▶ **What to work on**:
Within the records below, reproduce without change the lines from the line that has "send can fail" through the line that has "pub mod error;", and only those.
Records supplied section start
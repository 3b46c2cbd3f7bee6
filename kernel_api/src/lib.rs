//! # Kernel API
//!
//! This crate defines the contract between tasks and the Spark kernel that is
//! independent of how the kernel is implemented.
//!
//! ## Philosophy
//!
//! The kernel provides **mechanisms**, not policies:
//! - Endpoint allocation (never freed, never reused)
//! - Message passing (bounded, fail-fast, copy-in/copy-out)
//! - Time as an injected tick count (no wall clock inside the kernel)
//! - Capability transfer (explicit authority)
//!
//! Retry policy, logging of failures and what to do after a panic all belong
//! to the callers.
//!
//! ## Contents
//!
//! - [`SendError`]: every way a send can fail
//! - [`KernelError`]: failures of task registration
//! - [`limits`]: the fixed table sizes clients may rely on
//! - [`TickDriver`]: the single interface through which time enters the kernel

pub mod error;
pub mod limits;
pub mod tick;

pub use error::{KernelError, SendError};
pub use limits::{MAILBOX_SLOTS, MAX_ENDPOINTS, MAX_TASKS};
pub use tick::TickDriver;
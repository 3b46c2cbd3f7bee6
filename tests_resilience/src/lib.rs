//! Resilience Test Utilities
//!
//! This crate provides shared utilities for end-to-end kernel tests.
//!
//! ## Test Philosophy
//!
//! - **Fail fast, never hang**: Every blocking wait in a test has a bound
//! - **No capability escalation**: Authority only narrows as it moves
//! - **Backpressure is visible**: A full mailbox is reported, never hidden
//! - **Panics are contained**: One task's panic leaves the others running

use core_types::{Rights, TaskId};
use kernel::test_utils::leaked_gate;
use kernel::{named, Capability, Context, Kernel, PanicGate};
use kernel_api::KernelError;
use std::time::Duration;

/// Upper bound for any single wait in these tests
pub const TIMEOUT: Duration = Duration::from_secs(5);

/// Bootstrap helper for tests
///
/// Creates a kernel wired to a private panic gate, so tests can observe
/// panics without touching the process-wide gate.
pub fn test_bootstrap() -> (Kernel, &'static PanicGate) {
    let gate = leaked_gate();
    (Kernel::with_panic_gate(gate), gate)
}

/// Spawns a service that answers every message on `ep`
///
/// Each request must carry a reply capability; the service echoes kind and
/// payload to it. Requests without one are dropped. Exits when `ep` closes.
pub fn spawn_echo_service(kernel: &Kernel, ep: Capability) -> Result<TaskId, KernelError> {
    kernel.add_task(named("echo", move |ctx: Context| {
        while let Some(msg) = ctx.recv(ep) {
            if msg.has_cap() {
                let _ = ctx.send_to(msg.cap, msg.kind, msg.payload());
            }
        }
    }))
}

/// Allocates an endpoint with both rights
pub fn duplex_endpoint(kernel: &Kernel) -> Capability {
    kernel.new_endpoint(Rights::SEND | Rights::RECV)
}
Records supplied section end
▶ **Result for this task**:
//! - [`SendError`]: every way a send can fail
//! - [`KernelError`]: failures of task registration
//! - [`limits`]: the fixed table sizes clients may rely on
//! - [`TickDriver`]: the single interface through which time enters the kernel

pub mod error;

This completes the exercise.